Fedora Account System
Red Hat Associate
Red Hat Customer
Created attachment 1063176 [details] Kernel log with a bunch of oopses Description of problem: I can't seem to have the machine remain stable more than a few hours. It generally locks up when idle, but sometimes while using it, it locks up solid, possibly two or 3 times a day. I've managed to capture some Oops after reboot from the systemd log that may or may not be related to the lockup, I'll attach the full dmesg. Version-Release number of selected component (if applicable): It's running gnome3 (wayland). The machine was installed via korora but it's basically a standard fc22 package set (kernel, wayland, ...)
Was this machine freshly installed with 4.1.4, or was it running fine with an older kernel version and started misbehaving with 4.1.4? I've seen gen3 X1s here at Flock running just fine with recent kernels. The random nature of the failures coupled with the fact that I've seen identical hardware running without that kind of problem makes me wonder if the hardware you have is completely stable.
Good question.... I installed with 4.1.3 but it almost immediately updated itself to 4.1.4. I will try booting in 4.1.3 again and see if any of this happens. Otherwise, any kernel you have on these machines that seems to work ? Jerome & Stephane also suggested it could be related to the Mesa version.

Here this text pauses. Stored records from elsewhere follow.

//! Variable-length single-producer/single-consumer byte queue.
//!
//! The arena is an array of 8-byte blocks. Every message starts with a
//! one-block [`MessageHeader`] followed by its payload, rounded up to whole
//! blocks. The header's `size` field doubles as the slot state:
//!
//! * `0` - empty, nothing published here yet
//! * `1` - wrap marker, the reader continues at block 0
//! * `n` - a complete message of `n` bytes including the header
//!
//! The producer always zeroes the block after a message before publishing the
//! message header with `Release`, so the reader (which loads headers with
//! `Acquire`) stops at the first block that was never written. The reader
//! publishes its cursor with `Release` and the producer re-reads it with
//! `Acquire` only when its cached free-space hint looks too small.
//!
//! [`channel`] returns the two halves; each half is `Send` but owns its side
//! of the cursors exclusively, so the single-writer/single-reader discipline
//! is enforced by ownership.

use std::slice;
use std::sync::atomic::{AtomicU32, AtomicU64, Ordering};
use std::sync::Arc;

/// Size of one arena block, which is also the size of a message header.
pub const BLOCK_SIZE: usize = std::mem::size_of::<u64>();

pub const HEADER_SIZE: usize = BLOCK_SIZE;

/// Largest payload a single message can carry (the header size field is 16 bits).
pub const MAX_PAYLOAD_SIZE: usize = u16::MAX as usize - HEADER_SIZE;

/// Smallest arena that can hold a message plus its terminator block.
pub const MIN_CAPACITY: usize = 4 * BLOCK_SIZE;

/// Largest arena addressable with 32-bit block indices.
pub const MAX_CAPACITY: usize = u32::MAX as usize * BLOCK_SIZE;

const EMPTY: u16 = 0;
const WRAP_MARKER: u16 = 1;

/// Decoded state of the header word at a block position.
#[derive(Debug, Clone, Copy, PartialEq, Eq)]
pub enum SlotState {
    Empty,
    WrapMarker,
    /// A published message of this many bytes, header included.
    Sized(u16),
}

/// One-block message header.
///
/// `msg_type` is reserved; `userdata` carries the caller's tag (the logger
/// stores the call-site id there).
#[derive(Debug, Clone, Copy, PartialEq, Eq, Default)]
pub struct MessageHeader {
    pub size: u16,
    pub msg_type: u16,
    pub userdata: u32,
}

impl MessageHeader {
    const fn pack(self) -> u64 {
        self.size as u64 | (self.msg_type as u64) << 16 | (self.userdata as u64) << 32
    }

    const fn unpack(word: u64) -> Self {
        Self {
            size: word as u16,
            msg_type: (word >> 16) as u16,
            userdata: (word >> 32) as u32,
        }
    }

    pub const fn state(&self) -> SlotState {
        match self.size {
            EMPTY => SlotState::Empty,
            WRAP_MARKER => SlotState::WrapMarker,
            n => SlotState::Sized(n),
        }
    }
}

#[inline]
const fn blocks_for(size: u16) -> u32 {
    (size as u32).div_ceil(BLOCK_SIZE as u32)
}

#[repr(align(64))]
struct CacheAligned<T>(T);

struct RingBuffer {
    blocks: Box<[AtomicU64]>,
    read_idx: CacheAligned<AtomicU32>,
}

impl RingBuffer {
    fn block_count(&self) -> u32 {
        self.blocks.len() as u32
    }

    #[inline]
    fn header(&self, idx: u32) -> MessageHeader {
        MessageHeader::unpack(self.blocks[idx as usize].load(Ordering::Acquire))
    }

    /// Pointer to the first payload byte of the message whose header is at `idx`.
    ///
    /// The pointer is derived from the whole arena so it may span several
    /// blocks; the blocks are atomics and therefore interior-mutable.
    #[inline]
    fn payload_ptr(&self, idx: u32) -> *mut u8 {
        let base = self.blocks.as_ptr().cast_mut().cast::<u8>();
        // SAFETY: idx + 1 <= block_count; callers only build slices that end
        // inside the message's own blocks.
        unsafe { base.add((idx as usize + 1) * BLOCK_SIZE) }
    }
}

/// Creates a queue with `capacity` bytes of arena (rounded down to whole blocks).
///
/// # Panics
///
/// Panics if `capacity` is outside `MIN_CAPACITY..=MAX_CAPACITY`.
///
/// # Examples
///
/// ```
/// # use fast_logger::ring_buffer::channel;
/// let (mut tx, mut rx) = channel(1024);
/// assert!(tx.try_push(5, 7, |buf| buf.copy_from_slice(b"hello")));
///
/// let msg = rx.front().unwrap();
/// assert_eq!(msg.header.userdata, 7);
/// assert_eq!(msg.payload, b"hello");
/// rx.advance();
/// assert!(rx.front().is_none());
/// ```
pub fn channel(capacity: usize) -> (Producer, Consumer) {
    assert!(
        (MIN_CAPACITY..=MAX_CAPACITY).contains(&capacity),
        "ring capacity {capacity} outside {MIN_CAPACITY}..={MAX_CAPACITY}"
    );
    let block_count = capacity / BLOCK_SIZE;
    let blocks: Box<[AtomicU64]> = (0..block_count).map(|_| AtomicU64::new(0)).collect();
    let ring = Arc::new(RingBuffer {
        blocks,
        read_idx: CacheAligned(AtomicU32::new(0)),
    });

    let producer = Producer {
        ring: Arc::clone(&ring),
        write_idx: 0,
        free_blocks: block_count as u32,
    };
    let consumer = Consumer { ring, read_idx: 0 };
    (producer, consumer)
}

/// Writing half of the queue.
pub struct Producer {
    ring: Arc<RingBuffer>,
    write_idx: u32,
    /// Lower bound on contiguous free blocks at `write_idx`; refreshed lazily.
    free_blocks: u32,
}

impl Producer {
    pub fn capacity_blocks(&self) -> u32 {
        self.ring.block_count()
    }

    /// Reserves room for a `len`-byte payload.
    ///
    /// Returns `None` when the request does not fit, either at the write
    /// cursor or after wrapping to the start of the arena. Nothing becomes
    /// visible to the consumer until [`Reservation::commit`]; dropping the
    /// reservation abandons it.
    pub fn allocate(&mut self, len: usize) -> Option<Reservation<'_>> {
        if len > MAX_PAYLOAD_SIZE {
            return None;
        }
        let size = (len + HEADER_SIZE) as u16;
        let needed = blocks_for(size);

        // One spare block is always kept for the terminator written on commit.
        if needed >= self.free_blocks {
            let block_count = self.ring.block_count();
            let read_idx = self.ring.read_idx.0.load(Ordering::Acquire);
            if read_idx <= self.write_idx {
                self.free_blocks = block_count - self.write_idx;
                if needed >= self.free_blocks && read_idx != 0 {
                    self.ring.blocks[0].store(0, Ordering::Relaxed);
                    let marker = MessageHeader {
                        size: WRAP_MARKER,
                        ..MessageHeader::default()
                    };
                    self.ring.blocks[self.write_idx as usize].store(marker.pack(), Ordering::Release);
                    self.write_idx = 0;
                    self.free_blocks = read_idx;
                }
            } else {
                self.free_blocks = read_idx - self.write_idx;
            }
            if self.free_blocks <= needed {
                return None;
            }
        }

        Some(Reservation {
            producer: self,
            len,
            size,
        })
    }

    /// Allocates, fills through `write` and commits in one step.
    pub fn try_push<F>(&mut self, len: usize, userdata: u32, write: F) -> bool
    where
        F: FnOnce(&mut [u8]),
    {
        match self.allocate(len) {
            Some(mut reservation) => {
                write(reservation.payload_mut());
                reservation.commit(userdata);
                true
            }
            None => false,
        }
    }
}

/// Space reserved by [`Producer::allocate`], not yet visible to the consumer.
pub struct Reservation<'a> {
    producer: &'a mut Producer,
    len: usize,
    size: u16,
}

impl Reservation<'_> {
    pub fn payload_mut(&mut self) -> &mut [u8] {
        let ptr = self.producer.ring.payload_ptr(self.producer.write_idx);
        // SAFETY: allocate() guaranteed blocks write_idx..write_idx+needed are
        // free and not read by the consumer, which stops at the unpublished
        // header of this slot. The slice ends inside those blocks.
        unsafe { slice::from_raw_parts_mut(ptr, self.len) }
    }

    /// Publishes the message with `userdata` in its header.
    pub fn commit(self, userdata: u32) {
        let producer = self.producer;
        let ring = &producer.ring;
        let needed = blocks_for(self.size);
        let header = MessageHeader {
            size: self.size,
            msg_type: 0,
            userdata,
        };

        ring.blocks[(producer.write_idx + needed) as usize].store(0, Ordering::Relaxed);
        ring.blocks[producer.write_idx as usize].store(header.pack(), Ordering::Release);
        producer.write_idx += needed;
        producer.free_blocks -= needed;
    }
}

/// A published message borrowed from the consumer.
#[derive(Debug, Clone, Copy)]
pub struct Message<'a> {
    pub header: MessageHeader,
    pub payload: &'a [u8],
}

/// Reading half of the queue.
pub struct Consumer {
    ring: Arc<RingBuffer>,
    read_idx: u32,
}

impl Consumer {
    /// The oldest unread message, following a wrap marker if one is in the way.
    pub fn front(&mut self) -> Option<Message<'_>> {
        let mut header = self.ring.header(self.read_idx);
        if header.state() == SlotState::WrapMarker {
            self.read_idx = 0;
            self.ring.read_idx.0.store(0, Ordering::Release);
            header = self.ring.header(0);
        }

        match header.state() {
            SlotState::Sized(size) => {
                let len = (size as usize).saturating_sub(HEADER_SIZE);
                let ptr = self.ring.payload_ptr(self.read_idx);
                // SAFETY: the Acquire load of a Sized header makes the
                // producer's payload writes visible; the producer does not
                // touch these blocks again until read_idx moves past them.
                let payload = unsafe { slice::from_raw_parts(ptr.cast_const(), len) };
                Some(Message { header, payload })
            }
            SlotState::Empty | SlotState::WrapMarker => None,
        }
    }

    /// Releases the current front message. No-op when the queue is empty.
    pub fn advance(&mut self) {
        let size = match self.front() {
            Some(message) => message.header.size,
            None => return,
        };
        self.read_idx += blocks_for(size);
        self.ring.read_idx.0.store(self.read_idx, Ordering::Release);
    }

    pub fn try_pop<F>(&mut self, read: F) -> bool
    where
        F: FnOnce(Message<'_>),
    {
        match self.front() {
            Some(message) => {
                read(message);
                self.advance();
                true
            }
            None => false,
        }
    }

    pub fn is_empty(&mut self) -> bool {
        self.front().is_none()
    }
}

Good question.... I installed with 4.1.3 but it almost immediately updated itself to 4.1.4. I will try booting in 4.1.3 again and see if any of this happens. Otherwise, any kernel you have on these machines that seems to work ? Jerome & Stephane also suggested it could be related to the Mesa version. If you have them, give me the kernel & mesa/drm versions from a machine that hasn't reported any issue and I'll try the same versions here and report. If they work I might be able to try a bisection myself and report the results (depending on time, this is my main work laptop now).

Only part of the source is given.